Friday, March 09, 2007

3.262 A sign’s application shows [zeigt] whatever is not expressed in the sign itself. What signs slur over, their application speaks out.


James Conant argues that the distinction between zeigen and erläutern is important.[i] The former applies only to meaningful propositions, while the second can apply to nonsense. Without wishing to prejudge the issue, I will use ‘show’ only for zeigen. McManus also mentions this issue in footnote 8, p. 36.


The application of a sign seems almost to be working against the sign itself here. Is this slurring over a deliberate attempt to hide something? Perhaps it could be, but probably not. It might be worth asking whether signs do express anything themselves. Maybe all the meaning/signifying/saying/showing is done by the application of the sign.
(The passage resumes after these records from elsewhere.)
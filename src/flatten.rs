//! Aggressive flattening passes (opt-in)
//!
//! Two sub-passes, run after the conservative ones:
//!
//! 1. [`unwrap_inner_wrappers`] unwraps `elementor-inner` wrappers with the
//!    same selection and safety rules as wrapper pruning.
//! 2. [`flatten_containers`] looks at each `elementor-container` or
//!    `elementor-row` element and unwraps its *parent* when that parent holds
//!    nothing else. A container is only ever unwrapped as somebody's parent.
//!
//! Meaningful children are direct child elements plus direct text nodes that
//! are not blank, each counted as one. Comments do not count, which only
//! matters when comment stripping is disabled.
//!
//! One call makes a single walk. A second call can unwrap further ancestors
//! once the first has lifted a container, so the aggressive passes are not
//! idempotent.

use markup5ever_rcdom::{Handle, RcDom};
use tracing::{debug, trace};

use crate::dom::{
    class_contains, has_attr, is_attached, is_element, meaningful_child_count, parent_of,
    select_elements, unwrap,
};
use crate::error::OptimiseError;
use crate::optimiser::OptimiseContext;
use crate::safety::PruneGuard;
use crate::wrappers::unwrap_class_family;

/// Class fragment of the legacy inner wrapper
pub const INNER_WRAPPER_CLASS: &str = "elementor-inner";

/// Class fragments of structural containers whose parent may be flattened
pub const CONTAINER_CLASSES: &[&str] = &["elementor-container", "elementor-row"];

/// Unwrap safe `elementor-inner` wrappers
pub fn unwrap_inner_wrappers(
    dom: &RcDom,
    guard: &PruneGuard,
    ctx: &mut OptimiseContext,
) -> Result<usize, OptimiseError> {
    let unwrapped = unwrap_class_family(dom, &[INNER_WRAPPER_CLASS], guard, ctx)?;
    debug!(unwrapped, "inner wrapper unwrapping finished");
    Ok(unwrapped)
}

/// The container's parent, if it may be unwrapped around the container
fn flattenable_parent(container: &Handle, guard: &PruneGuard) -> Option<Handle> {
    let parent = parent_of(container)?;

    // The document root and the template fragment root are not elements.
    if !is_element(&parent) || has_attr(&parent, "id") {
        return None;
    }

    let verdict = guard.check(&parent);
    if !verdict.is_safe() {
        trace!(?verdict, "container parent kept");
        return None;
    }

    (meaningful_child_count(&parent) == 1).then_some(parent)
}

/// Unwrap the parent of every container that is its parent's only content
///
/// Returns the number of parents unwrapped.
pub fn flatten_containers(
    dom: &RcDom,
    guard: &PruneGuard,
    ctx: &mut OptimiseContext,
) -> Result<usize, OptimiseError> {
    let containers = select_elements(dom, |node| {
        CONTAINER_CLASSES
            .iter()
            .any(|needle| class_contains(node, needle))
    });

    let mut flattened = 0;
    for container in containers.iter().rev() {
        ctx.increment_and_check()?;

        if !is_attached(container) {
            continue;
        }

        if let Some(parent) = flattenable_parent(container, guard)
            && unwrap(&parent)
        {
            flattened += 1;
        }
    }

    debug!(flattened, "container flattening finished");
    Ok(flattened)
}

#[cfg(test)]
mod tests {
    use super::*;
    use crate::parser::{parse_document_str, serialize_document};

    fn body_after<F>(body: &str, pass: F) -> (String, usize)
    where
        F: Fn(&RcDom, &PruneGuard, &mut OptimiseContext) -> Result<usize, OptimiseError>,
    {
        let dom = parse_document_str(&format!("<html><head></head><body>{body}</body></html>"))
            .expect("parse");
        let count =
            pass(&dom, &PruneGuard::new(), &mut OptimiseContext::unbounded()).expect("no timeout");
        let html = serialize_document(&dom).expect("serialize");
        let inner = html
            .trim_start_matches("<html><head></head><body>")
            .trim_end_matches("</body></html>")
            .to_string();
        (inner, count)
    }

    #[test]
    fn test_inner_wrapper_unwrapped() {
        let (html, count) = body_after(
            "<div class=\"elementor-column\"><div class=\"elementor-inner\"><p>x</p></div></div>",
            unwrap_inner_wrappers,
        );
        assert_eq!(html, "<div class=\"elementor-column\"><p>x</p></div>");
        assert_eq!(count, 1);
    }

    #[test]
    fn test_inner_wrapper_with_foreign_class_kept() {
        let body = "<div class=\"elementor-inner theme-box\"><p>x</p></div>";
        assert_eq!(body_after(body, unwrap_inner_wrappers), (body.to_string(), 0));
    }

    #[test]
    fn test_single_child_parent_unwrapped() {
        let (html, count) = body_after(
            "<div class=\"elementor-section-wrap\">\n  \
             <div class=\"elementor-container\"><p>x</p></div>\n</div>",
            flatten_containers,
        );
        assert_eq!(html, "\n  <div class=\"elementor-container\"><p>x</p></div>\n");
        assert_eq!(count, 1);
    }

    #[test]
    fn test_parent_with_sibling_kept() {
        let body = "<div class=\"elementor-section-wrap\">\
                    <div class=\"elementor-row\"></div><span>side</span></div>";
        assert_eq!(body_after(body, flatten_containers), (body.to_string(), 0));
    }

    #[test]
    fn test_text_sibling_counts_as_child() {
        let body = "<div class=\"elementor-section-wrap\">label<div class=\"elementor-row\"></div></div>";
        assert_eq!(body_after(body, flatten_containers), (body.to_string(), 0));
    }

    #[test]
    fn test_comment_sibling_does_not_count() {
        let (html, count) = body_after(
            "<div class=\"elementor-section-wrap\"><!-- c --><div class=\"elementor-row\"></div></div>",
            flatten_containers,
        );
        assert_eq!(html, "<!-- c --><div class=\"elementor-row\"></div>");
        assert_eq!(count, 1);
    }

    #[test]
    fn test_protected_parent_kept() {
        for parent in [
            "<section id=\"hero\">",
            "<section class=\"elementor-section\" data-id=\"a1\">",
            "<section class=\"elementor-section my-theme\">",
        ] {
            let body = format!("{parent}<div class=\"elementor-container\"></div></section>");
            let (_, count) = body_after(&body, flatten_containers);
            assert_eq!(count, 0, "{parent}");
        }
    }

    #[test]
    fn test_classless_parent_is_flattened() {
        let (html, count) = body_after(
            "<div><div class=\"elementor-container\">x</div></div>",
            flatten_containers,
        );
        assert_eq!(html, "<div class=\"elementor-container\">x</div>");
        assert_eq!(count, 1);
    }

    #[test]
    fn test_container_may_be_unwrapped_as_a_parent() {
        let (html, count) = body_after(
            "<div class=\"elementor-container\"><div class=\"elementor-row\"><p>x</p></div></div>",
            flatten_containers,
        );
        assert_eq!(html, "<div class=\"elementor-row\"><p>x</p></div>");
        assert_eq!(count, 1);
    }

    #[test]
    fn test_body_is_never_flattened() {
        let body = "<div class=\"elementor-container\"><p>x</p></div>";
        assert_eq!(body_after(body, flatten_containers), (body.to_string(), 0));
    }
}
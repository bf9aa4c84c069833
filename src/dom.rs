//! Tree primitives over the rcdom document
//!
//! The rcdom tree owns children through strong `Rc` links and refers to the
//! parent through a `Weak` link, so detaching a subtree from its parent drops
//! ownership of the whole subtree and no cycle keeps it alive.
//!
//! Passes never mutate while iterating a live child list. They take a
//! snapshot of matching handles in document order first (see
//! [`select_elements`]) and then mutate while walking the snapshot backwards.
//! A handle in the snapshot may refer to a node that an earlier mutation
//! already detached; [`is_attached`] lets a pass skip such nodes.

use markup5ever_rcdom::{Handle, NodeData, RcDom};
use std::rc::Rc;

/// Characters stripped when deciding whether text is blank.
///
/// Non-breaking spaces are deliberately not in this set: `&nbsp;` is
/// commonly used as visible spacing.
const BLANK_CHARS: &[char] = &[' ', '\t', '\n', '\r', '\0', '\x0B'];

/// Whether the text is empty once surrounding blank characters are trimmed
pub fn is_blank(text: &str) -> bool {
    text.trim_matches(BLANK_CHARS).is_empty()
}

/// Lowercase local tag name of an element node
pub fn tag_name(node: &Handle) -> Option<&str> {
    match node.data {
        NodeData::Element { ref name, .. } => Some(&*name.local),
        _ => None,
    }
}

pub fn is_element(node: &Handle) -> bool {
    matches!(node.data, NodeData::Element { .. })
}

/// Elements that make up the document skeleton
const SKELETON_TAGS: &[&str] = &["html", "head", "body"];

fn is_template(node: &Handle) -> bool {
    match node.data {
        NodeData::Element {
            ref template_contents,
            ..
        } => template_contents.borrow().is_some(),
        _ => false,
    }
}

/// Value of an attribute, matched on its local name
pub fn attr_value(node: &Handle, attr_name: &str) -> Option<String> {
    match node.data {
        NodeData::Element { ref attrs, .. } => attrs
            .borrow()
            .iter()
            .find(|attr| &*attr.name.local == attr_name)
            .map(|attr| attr.value.to_string()),
        _ => None,
    }
}

/// Whether the attribute is present at all (an empty value still counts)
pub fn has_attr(node: &Handle, attr_name: &str) -> bool {
    match node.data {
        NodeData::Element { ref attrs, .. } => attrs
            .borrow()
            .iter()
            .any(|attr| &*attr.name.local == attr_name),
        _ => false,
    }
}

/// Substring match on the raw `class` attribute value
///
/// This mirrors an XPath `contains(@class, ...)` selector: a class such as
/// `my-elementor-widget-wrap-extra` matches `elementor-widget-wrap`.
pub fn class_contains(node: &Handle, needle: &str) -> bool {
    attr_value(node, "class").is_some_and(|class| class.contains(needle))
}

/// Non-empty whitespace-separated tokens of the `class` attribute
pub fn class_tokens(node: &Handle) -> Vec<String> {
    attr_value(node, "class")
        .map(|class| class.split_ascii_whitespace().map(str::to_string).collect())
        .unwrap_or_default()
}

/// Parent of a node, if it is still linked to one
pub fn parent_of(node: &Handle) -> Option<Handle> {
    let weak = node.parent.take();
    let parent = weak.as_ref().and_then(|w| w.upgrade());
    node.parent.set(weak);
    parent
}

fn parent_and_index(node: &Handle) -> Option<(Handle, usize)> {
    let parent = parent_of(node)?;
    let index = parent
        .children
        .borrow()
        .iter()
        .position(|child| Rc::ptr_eq(child, node))?;
    Some((parent, index))
}

/// Whether the node is still reachable from a document (or template) root
pub fn is_attached(node: &Handle) -> bool {
    let mut current = node.clone();
    while let Some(parent) = parent_of(&current) {
        current = parent;
    }
    matches!(current.data, NodeData::Document)
}

fn push_children_reversed(stack: &mut Vec<Handle>, node: &Handle) {
    if let NodeData::Element {
        ref template_contents,
        ..
    } = node.data
        && let Some(ref fragment) = *template_contents.borrow()
    {
        stack.extend(fragment.children.borrow().iter().rev().cloned());
    }
    stack.extend(node.children.borrow().iter().rev().cloned());
}

/// All descendants of `node` in document order, excluding `node` itself
///
/// Template contents are visited after the template's own children.
pub fn descendants(node: &Handle) -> Vec<Handle> {
    let mut out = Vec::new();
    let mut stack = Vec::new();
    push_children_reversed(&mut stack, node);

    while let Some(current) = stack.pop() {
        push_children_reversed(&mut stack, &current);
        out.push(current);
    }
    out
}

/// Snapshot of elements matching `predicate`, in document order
pub fn select_elements<F>(dom: &RcDom, predicate: F) -> Vec<Handle>
where
    F: Fn(&Handle) -> bool,
{
    descendants(&dom.document)
        .into_iter()
        .filter(|node| is_element(node) && predicate(node))
        .collect()
}

/// Snapshot of every comment node in document order
pub fn select_comments(dom: &RcDom) -> Vec<Handle> {
    descendants(&dom.document)
        .into_iter()
        .filter(|node| matches!(node.data, NodeData::Comment { .. }))
        .collect()
}

/// Concatenation of all descendant text (comments do not contribute)
pub fn effective_text(node: &Handle) -> String {
    let mut text = String::new();
    for descendant in descendants(node) {
        if let NodeData::Text { ref contents } = descendant.data {
            text.push_str(&contents.borrow());
        }
    }
    text
}

/// Whether any descendant element has one of the given tag names
pub fn has_descendant_tag(node: &Handle, tags: &[&str]) -> bool {
    descendants(node)
        .iter()
        .filter_map(tag_name)
        .any(|tag| tags.contains(&tag))
}

/// Direct child elements plus direct non-blank text nodes, each counted once
pub fn meaningful_child_count(node: &Handle) -> usize {
    node.children
        .borrow()
        .iter()
        .filter(|child| match child.data {
            NodeData::Element { .. } => true,
            NodeData::Text { ref contents } => !is_blank(&contents.borrow()),
            _ => false,
        })
        .count()
}

/// Remove a node (and its subtree) from its parent
///
/// Returns `false` without touching anything if the node has no parent.
pub fn detach(node: &Handle) -> bool {
    let Some((parent, index)) = parent_and_index(node) else {
        return false;
    };
    parent.children.borrow_mut().remove(index);
    node.parent.set(None);
    true
}

/// Replace an element with its children, in place
///
/// The children keep their relative order and take the element's position
/// among its siblings; nothing about the children themselves changes.
/// Returns `false` and leaves the tree untouched if the node has no parent,
/// is a `<template>` (whose content lives outside its child list), or is one
/// of `html`, `head` and `body`.
pub fn unwrap(node: &Handle) -> bool {
    if is_template(node) || tag_name(node).is_some_and(|tag| SKELETON_TAGS.contains(&tag)) {
        return false;
    }
    let Some((parent, index)) = parent_and_index(node) else {
        return false;
    };

    let children = node.children.take();
    for child in &children {
        child.parent.set(Some(Rc::downgrade(&parent)));
    }
    parent
        .children
        .borrow_mut()
        .splice(index..=index, children)
        .for_each(drop);
    node.parent.set(None);
    true
}
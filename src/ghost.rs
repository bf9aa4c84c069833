//! Ghost node removal pass
//!
//! Builder elements sometimes survive with nothing left to render: an
//! emptied widget, a spacer that lost its content. The pass deletes such an
//! element together with its subtree when every check holds:
//!
//! - no `id` and none of the protected attributes (`style` among them), on
//!   the element or anywhere below it
//! - no media element (`img`, `svg`, `input`, `iframe`, `video`), either as
//!   the element itself or below it
//! - no text once blank characters are trimmed
//!
//! Computed styles are out of reach, so a background or border set from a
//! stylesheet is not detected; the pass relies on the checks above alone.

use markup5ever_rcdom::{Handle, NodeData, RcDom};
use tracing::{debug, trace};

use crate::dom::{
    class_contains, descendants, detach, has_attr, is_attached, is_blank, select_elements,
    tag_name,
};
use crate::error::OptimiseError;
use crate::optimiser::OptimiseContext;
use crate::safety::PROTECTED_ATTRIBUTES;

/// Class fragment shared by every builder element
pub const GHOST_CANDIDATE_CLASS: &str = "elementor-element";

/// Tags that render something even without text
pub const MEDIA_TAGS: &[&str] = &["img", "svg", "input", "iframe", "video"];

/// Why a candidate was kept
#[derive(Debug, Clone, Copy, PartialEq, Eq)]
enum Keep {
    Id,
    Attribute(&'static str),
    ProtectedDescendant,
    Media,
    Text,
}

fn protected_attribute(node: &Handle) -> Option<&'static str> {
    PROTECTED_ATTRIBUTES
        .iter()
        .copied()
        .find(|attr| has_attr(node, attr))
}

fn is_media(node: &Handle) -> bool {
    tag_name(node).is_some_and(|tag| MEDIA_TAGS.contains(&tag))
}

/// First reason to keep the candidate, gathered in one walk of its subtree
fn keep_reason(node: &Handle) -> Option<Keep> {
    if has_attr(node, "id") {
        return Some(Keep::Id);
    }
    if let Some(attr) = protected_attribute(node) {
        return Some(Keep::Attribute(attr));
    }

    let mut media = is_media(node);
    let mut text = false;
    for child in descendants(node) {
        match child.data {
            NodeData::Element { .. } => {
                // Deleting the subtree would take a protected descendant with it.
                if has_attr(&child, "id") || protected_attribute(&child).is_some() {
                    return Some(Keep::ProtectedDescendant);
                }
                media = media || is_media(&child);
            }
            NodeData::Text { ref contents } => {
                text = text || !is_blank(&contents.borrow());
            }
            _ => {}
        }
    }

    if media {
        Some(Keep::Media)
    } else if text {
        Some(Keep::Text)
    } else {
        None
    }
}

/// Whether the element renders nothing and may be deleted outright
pub fn is_ghost(node: &Handle) -> bool {
    keep_reason(node).is_none()
}

/// Delete every ghost builder element, returning how many were removed
///
/// Nested ghosts are counted individually: the innermost is removed first,
/// then its emptied ancestor on a later step of the same walk.
pub fn remove_ghost_nodes(dom: &RcDom, ctx: &mut OptimiseContext) -> Result<usize, OptimiseError> {
    let candidates = select_elements(dom, |node| class_contains(node, GHOST_CANDIDATE_CLASS));

    let mut removed = 0;
    for node in candidates.iter().rev() {
        ctx.increment_and_check()?;

        if !is_attached(node) {
            continue;
        }

        if let Some(reason) = keep_reason(node) {
            trace!(?reason, "ghost candidate kept");
            continue;
        }

        if detach(node) {
            removed += 1;
        }
    }

    debug!(removed, "ghost removal finished");
    Ok(removed)
}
The application of a sign is here linked with its meaning. In Chapter 1, §2 of Schopenhauer’s Fourfold Root (p. 2) he talks of the different applications of the principle of sufficient reason and says that the principle acquires a different meaning in each such application.



[i] See James Conant “What ‘Ethics’ in the Tractatus is Not,” in D. Z. Phillips and Mario von der Ruhr (eds) Religion and Wittgenstein’s Legacy Ashgate, 2005, pp. 39-88, p. 82, note 49.